In the listing below, locate the lines bearing the word "expr". Copy every one of them.
╭─ GIVEN DATA
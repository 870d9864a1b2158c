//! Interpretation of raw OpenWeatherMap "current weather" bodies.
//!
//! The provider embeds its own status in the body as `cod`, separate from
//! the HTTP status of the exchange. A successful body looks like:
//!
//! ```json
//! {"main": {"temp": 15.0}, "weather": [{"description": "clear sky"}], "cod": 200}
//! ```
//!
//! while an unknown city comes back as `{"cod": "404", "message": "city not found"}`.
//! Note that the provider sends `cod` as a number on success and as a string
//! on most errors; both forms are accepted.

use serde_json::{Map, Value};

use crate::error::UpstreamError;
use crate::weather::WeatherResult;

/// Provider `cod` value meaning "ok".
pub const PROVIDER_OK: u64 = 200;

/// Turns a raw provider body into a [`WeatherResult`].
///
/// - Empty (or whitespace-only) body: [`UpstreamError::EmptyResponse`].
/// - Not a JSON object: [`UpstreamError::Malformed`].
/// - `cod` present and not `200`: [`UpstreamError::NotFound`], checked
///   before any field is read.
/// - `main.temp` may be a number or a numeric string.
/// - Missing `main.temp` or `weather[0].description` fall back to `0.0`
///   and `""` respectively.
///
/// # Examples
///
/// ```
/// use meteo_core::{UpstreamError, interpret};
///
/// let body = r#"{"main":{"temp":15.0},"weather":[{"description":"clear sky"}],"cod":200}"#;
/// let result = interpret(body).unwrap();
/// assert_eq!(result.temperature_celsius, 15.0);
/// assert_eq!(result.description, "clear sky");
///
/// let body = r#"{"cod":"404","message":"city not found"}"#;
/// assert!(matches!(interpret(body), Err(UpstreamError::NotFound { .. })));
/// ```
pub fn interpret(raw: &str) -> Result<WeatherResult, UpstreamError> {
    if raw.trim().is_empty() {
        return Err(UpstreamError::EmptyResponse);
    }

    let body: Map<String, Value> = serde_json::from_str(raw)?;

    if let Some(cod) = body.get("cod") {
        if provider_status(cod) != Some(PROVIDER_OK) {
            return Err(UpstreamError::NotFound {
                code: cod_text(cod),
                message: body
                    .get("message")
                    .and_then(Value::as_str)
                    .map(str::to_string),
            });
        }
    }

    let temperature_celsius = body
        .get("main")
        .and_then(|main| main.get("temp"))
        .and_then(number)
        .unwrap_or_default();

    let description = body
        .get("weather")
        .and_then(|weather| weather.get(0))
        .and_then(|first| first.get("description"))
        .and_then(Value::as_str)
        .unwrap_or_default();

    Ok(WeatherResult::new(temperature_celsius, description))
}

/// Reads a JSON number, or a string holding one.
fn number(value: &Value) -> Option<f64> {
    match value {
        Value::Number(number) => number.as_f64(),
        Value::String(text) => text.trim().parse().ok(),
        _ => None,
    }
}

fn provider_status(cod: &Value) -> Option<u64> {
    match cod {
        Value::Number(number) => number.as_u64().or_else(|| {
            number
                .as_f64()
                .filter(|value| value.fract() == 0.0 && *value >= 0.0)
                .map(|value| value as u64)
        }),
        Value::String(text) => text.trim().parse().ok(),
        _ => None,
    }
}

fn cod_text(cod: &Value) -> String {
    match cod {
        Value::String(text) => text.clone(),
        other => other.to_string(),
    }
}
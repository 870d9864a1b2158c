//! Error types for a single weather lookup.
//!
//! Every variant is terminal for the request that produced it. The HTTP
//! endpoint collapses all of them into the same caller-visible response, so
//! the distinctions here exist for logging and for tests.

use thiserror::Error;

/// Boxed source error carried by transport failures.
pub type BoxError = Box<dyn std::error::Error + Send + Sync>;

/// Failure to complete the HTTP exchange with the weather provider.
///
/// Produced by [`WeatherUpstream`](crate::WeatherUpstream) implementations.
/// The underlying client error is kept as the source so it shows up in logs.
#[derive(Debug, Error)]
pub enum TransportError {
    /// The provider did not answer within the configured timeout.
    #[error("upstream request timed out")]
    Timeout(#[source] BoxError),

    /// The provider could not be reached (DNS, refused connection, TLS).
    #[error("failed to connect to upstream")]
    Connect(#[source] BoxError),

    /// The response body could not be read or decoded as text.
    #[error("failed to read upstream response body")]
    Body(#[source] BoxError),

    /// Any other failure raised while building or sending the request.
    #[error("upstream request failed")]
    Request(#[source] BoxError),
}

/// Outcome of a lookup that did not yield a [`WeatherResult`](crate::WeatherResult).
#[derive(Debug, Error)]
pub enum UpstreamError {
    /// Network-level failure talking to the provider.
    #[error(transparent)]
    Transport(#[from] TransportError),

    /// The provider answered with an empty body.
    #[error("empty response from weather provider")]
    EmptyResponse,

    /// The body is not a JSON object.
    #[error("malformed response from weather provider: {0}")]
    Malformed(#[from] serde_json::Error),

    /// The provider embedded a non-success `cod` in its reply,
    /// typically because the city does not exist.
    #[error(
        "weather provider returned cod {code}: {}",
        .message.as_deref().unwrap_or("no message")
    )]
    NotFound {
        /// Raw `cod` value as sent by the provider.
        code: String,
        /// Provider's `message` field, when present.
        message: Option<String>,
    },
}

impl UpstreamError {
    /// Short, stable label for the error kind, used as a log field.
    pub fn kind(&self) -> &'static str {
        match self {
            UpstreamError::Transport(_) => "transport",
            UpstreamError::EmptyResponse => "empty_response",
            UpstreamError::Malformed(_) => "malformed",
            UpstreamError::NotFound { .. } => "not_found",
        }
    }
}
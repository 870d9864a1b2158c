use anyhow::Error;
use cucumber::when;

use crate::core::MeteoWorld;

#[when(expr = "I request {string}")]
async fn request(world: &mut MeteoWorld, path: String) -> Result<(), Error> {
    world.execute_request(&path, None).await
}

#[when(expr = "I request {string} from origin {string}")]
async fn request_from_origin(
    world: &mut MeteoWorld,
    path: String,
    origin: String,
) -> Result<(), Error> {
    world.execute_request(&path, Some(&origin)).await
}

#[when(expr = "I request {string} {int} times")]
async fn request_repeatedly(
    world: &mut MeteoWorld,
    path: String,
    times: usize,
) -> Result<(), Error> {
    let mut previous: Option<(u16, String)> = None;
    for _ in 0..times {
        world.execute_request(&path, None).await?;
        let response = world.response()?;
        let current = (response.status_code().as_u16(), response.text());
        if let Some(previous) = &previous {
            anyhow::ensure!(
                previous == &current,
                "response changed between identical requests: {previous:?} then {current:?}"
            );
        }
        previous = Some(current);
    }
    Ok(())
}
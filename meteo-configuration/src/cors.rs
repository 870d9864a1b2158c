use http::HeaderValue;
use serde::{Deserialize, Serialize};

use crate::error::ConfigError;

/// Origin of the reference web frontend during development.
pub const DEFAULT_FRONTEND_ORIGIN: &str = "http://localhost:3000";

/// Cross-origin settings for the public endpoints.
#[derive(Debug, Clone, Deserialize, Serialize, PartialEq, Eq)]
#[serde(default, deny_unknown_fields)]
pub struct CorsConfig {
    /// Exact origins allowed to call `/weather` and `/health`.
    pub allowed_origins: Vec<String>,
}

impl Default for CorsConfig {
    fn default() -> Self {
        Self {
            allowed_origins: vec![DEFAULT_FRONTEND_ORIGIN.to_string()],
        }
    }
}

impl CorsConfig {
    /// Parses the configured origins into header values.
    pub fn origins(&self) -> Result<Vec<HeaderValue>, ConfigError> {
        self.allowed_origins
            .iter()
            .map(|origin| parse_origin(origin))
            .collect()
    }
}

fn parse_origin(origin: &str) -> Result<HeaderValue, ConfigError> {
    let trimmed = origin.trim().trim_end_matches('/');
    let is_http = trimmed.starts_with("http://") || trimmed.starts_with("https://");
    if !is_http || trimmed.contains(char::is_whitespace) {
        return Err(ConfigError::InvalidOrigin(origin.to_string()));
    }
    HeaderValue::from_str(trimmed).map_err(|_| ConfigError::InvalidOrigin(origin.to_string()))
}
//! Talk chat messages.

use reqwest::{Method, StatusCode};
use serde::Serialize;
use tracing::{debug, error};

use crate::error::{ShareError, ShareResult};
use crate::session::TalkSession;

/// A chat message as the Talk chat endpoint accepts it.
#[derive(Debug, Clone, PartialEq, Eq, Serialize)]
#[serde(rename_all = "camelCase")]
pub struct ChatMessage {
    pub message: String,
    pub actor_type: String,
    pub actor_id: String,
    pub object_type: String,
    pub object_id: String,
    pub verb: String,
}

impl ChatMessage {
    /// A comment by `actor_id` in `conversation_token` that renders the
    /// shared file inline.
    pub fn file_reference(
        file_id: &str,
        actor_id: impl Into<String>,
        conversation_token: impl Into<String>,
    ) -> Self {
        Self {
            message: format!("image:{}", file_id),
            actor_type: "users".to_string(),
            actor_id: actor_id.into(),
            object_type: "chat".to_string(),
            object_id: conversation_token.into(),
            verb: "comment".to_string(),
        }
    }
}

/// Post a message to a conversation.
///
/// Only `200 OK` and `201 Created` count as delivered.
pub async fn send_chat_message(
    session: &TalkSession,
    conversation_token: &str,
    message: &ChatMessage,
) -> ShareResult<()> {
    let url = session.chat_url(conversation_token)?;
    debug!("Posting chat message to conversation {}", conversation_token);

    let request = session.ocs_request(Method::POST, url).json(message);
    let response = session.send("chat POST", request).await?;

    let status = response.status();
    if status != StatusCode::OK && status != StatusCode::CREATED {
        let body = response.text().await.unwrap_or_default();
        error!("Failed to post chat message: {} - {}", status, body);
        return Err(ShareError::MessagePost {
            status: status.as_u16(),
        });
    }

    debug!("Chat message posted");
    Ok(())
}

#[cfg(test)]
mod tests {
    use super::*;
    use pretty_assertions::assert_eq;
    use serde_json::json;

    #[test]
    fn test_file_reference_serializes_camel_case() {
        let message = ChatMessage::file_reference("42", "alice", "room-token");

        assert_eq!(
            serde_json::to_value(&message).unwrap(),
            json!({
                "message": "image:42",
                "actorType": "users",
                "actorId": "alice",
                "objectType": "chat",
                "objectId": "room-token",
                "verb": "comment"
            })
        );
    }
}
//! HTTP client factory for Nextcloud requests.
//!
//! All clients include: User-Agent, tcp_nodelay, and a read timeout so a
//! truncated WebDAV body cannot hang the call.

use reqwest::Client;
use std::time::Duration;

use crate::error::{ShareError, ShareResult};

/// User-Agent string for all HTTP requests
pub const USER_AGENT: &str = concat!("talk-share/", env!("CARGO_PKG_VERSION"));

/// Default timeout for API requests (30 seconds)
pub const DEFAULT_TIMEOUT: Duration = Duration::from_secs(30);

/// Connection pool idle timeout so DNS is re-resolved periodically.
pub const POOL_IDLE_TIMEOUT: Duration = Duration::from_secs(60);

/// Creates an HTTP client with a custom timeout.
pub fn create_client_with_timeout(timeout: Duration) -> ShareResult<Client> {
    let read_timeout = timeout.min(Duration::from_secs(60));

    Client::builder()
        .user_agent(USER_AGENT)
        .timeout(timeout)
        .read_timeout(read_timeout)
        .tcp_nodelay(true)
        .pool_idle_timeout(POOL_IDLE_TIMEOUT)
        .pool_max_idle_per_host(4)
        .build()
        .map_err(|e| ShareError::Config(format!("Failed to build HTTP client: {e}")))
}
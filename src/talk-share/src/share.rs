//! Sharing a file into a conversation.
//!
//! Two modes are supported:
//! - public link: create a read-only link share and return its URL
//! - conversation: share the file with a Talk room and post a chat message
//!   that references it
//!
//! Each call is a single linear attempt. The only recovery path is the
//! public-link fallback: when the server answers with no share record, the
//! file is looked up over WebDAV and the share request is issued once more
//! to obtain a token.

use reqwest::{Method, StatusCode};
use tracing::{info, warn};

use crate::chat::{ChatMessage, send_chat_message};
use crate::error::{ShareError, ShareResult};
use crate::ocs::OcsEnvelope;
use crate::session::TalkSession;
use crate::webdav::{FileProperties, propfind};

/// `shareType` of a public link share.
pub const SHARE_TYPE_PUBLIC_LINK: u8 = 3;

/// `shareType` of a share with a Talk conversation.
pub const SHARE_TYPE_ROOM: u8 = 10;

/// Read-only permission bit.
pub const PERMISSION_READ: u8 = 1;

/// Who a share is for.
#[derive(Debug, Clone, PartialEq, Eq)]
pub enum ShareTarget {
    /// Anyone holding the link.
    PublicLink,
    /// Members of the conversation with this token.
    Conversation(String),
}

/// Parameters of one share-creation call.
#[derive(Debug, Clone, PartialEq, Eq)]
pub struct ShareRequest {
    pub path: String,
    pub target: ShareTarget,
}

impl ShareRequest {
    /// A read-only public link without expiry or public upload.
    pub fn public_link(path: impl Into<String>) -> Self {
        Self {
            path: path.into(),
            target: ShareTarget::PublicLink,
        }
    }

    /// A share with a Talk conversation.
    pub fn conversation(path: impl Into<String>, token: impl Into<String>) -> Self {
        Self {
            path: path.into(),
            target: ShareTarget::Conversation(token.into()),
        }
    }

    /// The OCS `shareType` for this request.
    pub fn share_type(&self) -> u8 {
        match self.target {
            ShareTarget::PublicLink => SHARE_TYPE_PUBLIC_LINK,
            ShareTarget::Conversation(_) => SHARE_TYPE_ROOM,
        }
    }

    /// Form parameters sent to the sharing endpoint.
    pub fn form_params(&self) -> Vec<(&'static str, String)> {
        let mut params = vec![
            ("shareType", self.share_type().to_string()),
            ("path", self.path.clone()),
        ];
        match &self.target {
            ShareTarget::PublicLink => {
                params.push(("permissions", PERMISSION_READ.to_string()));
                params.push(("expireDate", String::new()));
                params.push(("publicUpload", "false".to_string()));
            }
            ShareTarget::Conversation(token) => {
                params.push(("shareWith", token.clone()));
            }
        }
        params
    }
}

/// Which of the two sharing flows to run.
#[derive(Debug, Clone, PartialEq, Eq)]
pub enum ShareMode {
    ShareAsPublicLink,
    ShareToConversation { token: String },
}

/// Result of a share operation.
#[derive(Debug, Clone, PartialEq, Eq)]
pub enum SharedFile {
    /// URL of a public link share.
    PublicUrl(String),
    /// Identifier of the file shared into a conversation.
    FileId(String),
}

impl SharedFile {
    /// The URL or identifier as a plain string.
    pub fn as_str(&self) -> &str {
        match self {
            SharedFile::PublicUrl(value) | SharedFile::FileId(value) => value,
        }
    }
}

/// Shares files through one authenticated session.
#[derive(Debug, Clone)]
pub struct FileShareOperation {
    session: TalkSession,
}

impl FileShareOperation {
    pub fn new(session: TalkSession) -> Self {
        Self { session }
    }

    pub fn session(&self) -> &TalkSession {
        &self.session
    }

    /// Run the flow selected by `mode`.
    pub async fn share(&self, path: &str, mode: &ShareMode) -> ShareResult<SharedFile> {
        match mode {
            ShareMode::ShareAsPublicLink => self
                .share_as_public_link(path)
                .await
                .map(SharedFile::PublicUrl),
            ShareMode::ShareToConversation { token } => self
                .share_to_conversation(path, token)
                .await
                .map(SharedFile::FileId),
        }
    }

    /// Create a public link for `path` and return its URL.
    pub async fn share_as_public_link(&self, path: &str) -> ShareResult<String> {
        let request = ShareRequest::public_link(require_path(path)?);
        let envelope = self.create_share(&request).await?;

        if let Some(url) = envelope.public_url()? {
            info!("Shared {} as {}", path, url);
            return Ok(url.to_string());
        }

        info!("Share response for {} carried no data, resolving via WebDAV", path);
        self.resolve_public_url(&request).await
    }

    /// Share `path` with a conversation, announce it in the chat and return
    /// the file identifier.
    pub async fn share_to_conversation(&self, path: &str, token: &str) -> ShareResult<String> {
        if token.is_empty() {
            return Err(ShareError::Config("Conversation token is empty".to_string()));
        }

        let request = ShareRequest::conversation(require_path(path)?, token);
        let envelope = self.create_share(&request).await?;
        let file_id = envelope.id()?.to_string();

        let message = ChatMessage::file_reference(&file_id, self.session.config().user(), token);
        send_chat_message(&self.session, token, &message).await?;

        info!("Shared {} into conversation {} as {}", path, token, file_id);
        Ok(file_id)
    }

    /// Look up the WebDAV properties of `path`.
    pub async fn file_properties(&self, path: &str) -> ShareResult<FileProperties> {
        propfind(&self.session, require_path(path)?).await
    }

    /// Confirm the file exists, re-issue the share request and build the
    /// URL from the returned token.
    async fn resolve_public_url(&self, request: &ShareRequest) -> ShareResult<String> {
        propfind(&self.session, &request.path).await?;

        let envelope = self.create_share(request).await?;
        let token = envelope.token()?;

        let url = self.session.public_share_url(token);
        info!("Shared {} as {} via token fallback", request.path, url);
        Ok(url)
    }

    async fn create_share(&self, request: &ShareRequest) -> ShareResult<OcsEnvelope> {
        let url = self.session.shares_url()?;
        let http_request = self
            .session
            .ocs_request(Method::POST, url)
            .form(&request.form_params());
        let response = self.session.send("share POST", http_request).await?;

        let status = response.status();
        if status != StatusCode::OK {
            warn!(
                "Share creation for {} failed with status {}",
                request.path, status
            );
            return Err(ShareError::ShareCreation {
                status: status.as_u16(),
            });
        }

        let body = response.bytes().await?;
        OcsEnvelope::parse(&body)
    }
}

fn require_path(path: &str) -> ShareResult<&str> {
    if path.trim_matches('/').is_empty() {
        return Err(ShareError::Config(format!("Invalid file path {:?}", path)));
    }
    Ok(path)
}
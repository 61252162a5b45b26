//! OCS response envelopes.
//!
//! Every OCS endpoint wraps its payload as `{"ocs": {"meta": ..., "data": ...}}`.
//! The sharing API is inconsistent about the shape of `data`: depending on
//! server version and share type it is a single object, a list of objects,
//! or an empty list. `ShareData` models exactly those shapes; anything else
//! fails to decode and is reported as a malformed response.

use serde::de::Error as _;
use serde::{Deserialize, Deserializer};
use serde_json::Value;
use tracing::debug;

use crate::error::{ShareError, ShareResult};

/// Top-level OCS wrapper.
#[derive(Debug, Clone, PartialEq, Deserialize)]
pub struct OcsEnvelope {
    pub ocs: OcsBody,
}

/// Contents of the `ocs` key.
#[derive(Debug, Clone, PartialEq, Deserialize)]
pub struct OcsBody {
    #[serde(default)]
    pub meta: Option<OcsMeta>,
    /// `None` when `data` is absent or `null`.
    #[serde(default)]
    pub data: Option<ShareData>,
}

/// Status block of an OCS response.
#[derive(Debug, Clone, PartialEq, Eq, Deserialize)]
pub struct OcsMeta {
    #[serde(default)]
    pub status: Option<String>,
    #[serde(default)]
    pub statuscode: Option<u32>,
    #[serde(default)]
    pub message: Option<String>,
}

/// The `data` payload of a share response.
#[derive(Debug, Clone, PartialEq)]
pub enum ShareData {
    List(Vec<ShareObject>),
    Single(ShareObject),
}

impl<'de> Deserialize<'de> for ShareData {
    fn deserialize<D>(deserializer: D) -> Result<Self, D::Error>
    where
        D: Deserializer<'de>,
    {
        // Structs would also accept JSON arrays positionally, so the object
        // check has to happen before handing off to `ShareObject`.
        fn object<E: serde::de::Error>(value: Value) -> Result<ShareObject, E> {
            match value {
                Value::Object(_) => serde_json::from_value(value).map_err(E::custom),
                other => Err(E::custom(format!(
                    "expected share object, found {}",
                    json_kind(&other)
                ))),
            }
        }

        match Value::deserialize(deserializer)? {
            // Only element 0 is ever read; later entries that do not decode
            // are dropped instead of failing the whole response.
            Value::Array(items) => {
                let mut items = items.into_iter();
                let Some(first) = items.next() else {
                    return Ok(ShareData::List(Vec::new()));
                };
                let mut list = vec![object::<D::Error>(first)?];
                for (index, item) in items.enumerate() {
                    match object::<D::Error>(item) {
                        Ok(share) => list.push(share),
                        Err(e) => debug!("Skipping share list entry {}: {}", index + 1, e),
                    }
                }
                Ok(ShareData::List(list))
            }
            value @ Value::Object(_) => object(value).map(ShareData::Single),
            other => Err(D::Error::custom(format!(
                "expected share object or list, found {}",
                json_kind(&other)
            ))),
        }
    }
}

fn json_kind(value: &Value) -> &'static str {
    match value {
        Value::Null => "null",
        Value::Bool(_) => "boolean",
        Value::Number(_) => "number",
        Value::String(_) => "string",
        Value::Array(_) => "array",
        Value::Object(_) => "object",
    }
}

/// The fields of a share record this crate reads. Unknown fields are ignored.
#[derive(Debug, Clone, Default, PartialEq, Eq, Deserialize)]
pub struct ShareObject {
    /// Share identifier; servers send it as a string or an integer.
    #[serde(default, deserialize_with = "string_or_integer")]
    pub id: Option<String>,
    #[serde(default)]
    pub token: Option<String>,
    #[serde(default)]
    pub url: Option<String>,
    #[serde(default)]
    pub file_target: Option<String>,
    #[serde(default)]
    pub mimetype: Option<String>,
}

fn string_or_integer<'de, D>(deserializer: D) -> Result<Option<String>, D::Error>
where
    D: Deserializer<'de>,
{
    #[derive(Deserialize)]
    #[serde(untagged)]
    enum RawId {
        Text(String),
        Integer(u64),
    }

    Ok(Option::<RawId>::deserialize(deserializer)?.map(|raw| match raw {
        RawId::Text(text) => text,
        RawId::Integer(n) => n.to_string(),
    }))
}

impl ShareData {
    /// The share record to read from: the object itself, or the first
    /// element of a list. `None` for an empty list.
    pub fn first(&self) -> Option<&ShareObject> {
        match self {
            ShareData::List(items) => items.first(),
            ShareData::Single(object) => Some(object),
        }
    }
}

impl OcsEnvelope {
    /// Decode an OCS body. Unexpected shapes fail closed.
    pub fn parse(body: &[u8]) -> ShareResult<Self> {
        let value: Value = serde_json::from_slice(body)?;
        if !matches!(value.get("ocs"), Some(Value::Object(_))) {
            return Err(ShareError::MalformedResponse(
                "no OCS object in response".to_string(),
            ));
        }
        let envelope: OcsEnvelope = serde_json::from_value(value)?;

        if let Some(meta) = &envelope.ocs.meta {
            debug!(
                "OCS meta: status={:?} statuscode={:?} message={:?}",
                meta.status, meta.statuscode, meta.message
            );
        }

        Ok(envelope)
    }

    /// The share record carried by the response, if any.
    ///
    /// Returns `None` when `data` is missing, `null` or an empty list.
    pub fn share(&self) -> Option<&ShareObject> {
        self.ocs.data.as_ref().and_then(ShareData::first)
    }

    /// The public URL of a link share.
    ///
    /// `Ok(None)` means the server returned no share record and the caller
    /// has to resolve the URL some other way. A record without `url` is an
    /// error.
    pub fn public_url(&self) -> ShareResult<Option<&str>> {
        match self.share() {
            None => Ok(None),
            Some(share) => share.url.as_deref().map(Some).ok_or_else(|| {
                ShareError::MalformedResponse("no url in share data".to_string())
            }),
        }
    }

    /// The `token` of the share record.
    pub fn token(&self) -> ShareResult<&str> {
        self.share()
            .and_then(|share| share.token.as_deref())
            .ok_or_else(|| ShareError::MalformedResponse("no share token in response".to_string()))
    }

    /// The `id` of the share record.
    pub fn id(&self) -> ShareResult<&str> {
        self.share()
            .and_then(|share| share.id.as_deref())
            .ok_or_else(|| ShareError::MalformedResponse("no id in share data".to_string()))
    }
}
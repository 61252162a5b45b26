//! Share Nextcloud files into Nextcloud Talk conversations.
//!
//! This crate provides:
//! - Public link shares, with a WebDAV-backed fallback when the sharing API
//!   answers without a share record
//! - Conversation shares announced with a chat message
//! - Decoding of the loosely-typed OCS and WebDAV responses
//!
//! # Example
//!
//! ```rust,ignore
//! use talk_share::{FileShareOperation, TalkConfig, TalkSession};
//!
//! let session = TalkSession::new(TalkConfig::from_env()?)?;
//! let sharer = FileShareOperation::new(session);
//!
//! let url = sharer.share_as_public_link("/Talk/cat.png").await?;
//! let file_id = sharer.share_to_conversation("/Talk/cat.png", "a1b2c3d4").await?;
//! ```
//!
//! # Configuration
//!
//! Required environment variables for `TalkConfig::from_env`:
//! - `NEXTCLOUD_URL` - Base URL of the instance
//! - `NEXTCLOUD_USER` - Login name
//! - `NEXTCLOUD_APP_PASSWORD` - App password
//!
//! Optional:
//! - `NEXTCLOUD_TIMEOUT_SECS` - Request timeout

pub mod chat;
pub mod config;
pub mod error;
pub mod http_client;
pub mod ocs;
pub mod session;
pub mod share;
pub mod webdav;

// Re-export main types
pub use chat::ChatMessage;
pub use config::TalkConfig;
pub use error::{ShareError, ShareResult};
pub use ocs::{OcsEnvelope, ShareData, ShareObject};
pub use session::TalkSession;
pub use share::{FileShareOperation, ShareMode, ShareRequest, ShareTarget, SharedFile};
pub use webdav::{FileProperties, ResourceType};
╰─
» REPLY TO THE EXERCISE
#[when(expr = "I request {string}")]
#[when(expr = "I request {string} from origin {string}")]
#[when(expr = "I request {string} {int} times")]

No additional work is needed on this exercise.